** Input data follows **
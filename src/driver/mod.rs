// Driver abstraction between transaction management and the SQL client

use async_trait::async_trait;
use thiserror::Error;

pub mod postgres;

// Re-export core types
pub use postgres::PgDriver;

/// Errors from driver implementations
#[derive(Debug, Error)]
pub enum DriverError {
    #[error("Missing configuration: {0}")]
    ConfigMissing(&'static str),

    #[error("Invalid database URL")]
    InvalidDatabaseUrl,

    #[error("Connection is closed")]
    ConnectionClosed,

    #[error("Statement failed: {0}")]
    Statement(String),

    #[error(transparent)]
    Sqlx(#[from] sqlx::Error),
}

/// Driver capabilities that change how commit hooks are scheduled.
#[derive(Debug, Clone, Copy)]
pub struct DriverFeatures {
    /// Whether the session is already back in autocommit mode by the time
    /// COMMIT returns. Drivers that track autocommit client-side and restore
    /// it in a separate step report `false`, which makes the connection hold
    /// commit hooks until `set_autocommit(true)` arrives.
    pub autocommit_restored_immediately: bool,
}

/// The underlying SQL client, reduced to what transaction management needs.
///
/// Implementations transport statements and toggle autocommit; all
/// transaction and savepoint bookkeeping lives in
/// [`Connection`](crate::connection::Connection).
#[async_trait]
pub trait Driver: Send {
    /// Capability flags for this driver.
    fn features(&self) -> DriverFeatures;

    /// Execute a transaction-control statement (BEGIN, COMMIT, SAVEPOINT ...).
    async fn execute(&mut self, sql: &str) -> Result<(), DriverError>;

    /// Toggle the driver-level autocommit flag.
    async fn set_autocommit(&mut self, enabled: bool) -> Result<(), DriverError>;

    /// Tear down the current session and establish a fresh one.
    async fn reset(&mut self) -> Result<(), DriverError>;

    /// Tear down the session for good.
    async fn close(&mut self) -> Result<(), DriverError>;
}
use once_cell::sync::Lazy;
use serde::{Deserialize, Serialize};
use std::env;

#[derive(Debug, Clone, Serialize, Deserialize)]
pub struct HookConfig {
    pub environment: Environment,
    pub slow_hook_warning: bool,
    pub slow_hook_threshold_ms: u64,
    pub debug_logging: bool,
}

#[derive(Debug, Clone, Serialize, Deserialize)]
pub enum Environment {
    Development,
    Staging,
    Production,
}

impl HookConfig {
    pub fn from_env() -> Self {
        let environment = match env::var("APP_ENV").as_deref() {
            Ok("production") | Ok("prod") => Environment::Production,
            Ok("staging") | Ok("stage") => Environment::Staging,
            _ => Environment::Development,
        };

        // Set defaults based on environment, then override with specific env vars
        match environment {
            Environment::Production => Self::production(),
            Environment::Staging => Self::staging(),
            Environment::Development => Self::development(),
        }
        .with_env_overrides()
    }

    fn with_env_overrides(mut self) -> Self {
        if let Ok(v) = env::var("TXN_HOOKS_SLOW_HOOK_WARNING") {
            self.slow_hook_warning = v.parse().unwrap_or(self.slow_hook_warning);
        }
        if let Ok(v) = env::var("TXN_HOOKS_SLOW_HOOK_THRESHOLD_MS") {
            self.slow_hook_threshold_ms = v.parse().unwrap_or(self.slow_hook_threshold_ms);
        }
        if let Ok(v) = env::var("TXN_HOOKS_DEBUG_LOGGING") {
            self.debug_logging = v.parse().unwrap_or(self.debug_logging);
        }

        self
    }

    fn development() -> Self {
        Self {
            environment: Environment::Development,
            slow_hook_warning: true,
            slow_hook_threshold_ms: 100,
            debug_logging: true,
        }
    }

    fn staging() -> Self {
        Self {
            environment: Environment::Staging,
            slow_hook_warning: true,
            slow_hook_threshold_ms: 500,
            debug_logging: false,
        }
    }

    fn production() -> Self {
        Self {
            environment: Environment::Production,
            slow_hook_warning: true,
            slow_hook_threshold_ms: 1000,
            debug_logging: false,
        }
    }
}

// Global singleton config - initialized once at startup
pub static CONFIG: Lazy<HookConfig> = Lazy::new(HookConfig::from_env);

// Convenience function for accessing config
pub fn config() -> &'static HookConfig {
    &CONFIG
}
** End of Input data **
**Instructions for the task:** Filter the listing so that only lines holding the word "DriverError" remain, and copy those lines.

**Result for this exercise:**
pub enum DriverError {
    async fn execute(&mut self, sql: &str) -> Result<(), DriverError>;
    async fn set_autocommit(&mut self, enabled: bool) -> Result<(), DriverError>;
    async fn reset(&mut self) -> Result<(), DriverError>;
    async fn close(&mut self) -> Result<(), DriverError>;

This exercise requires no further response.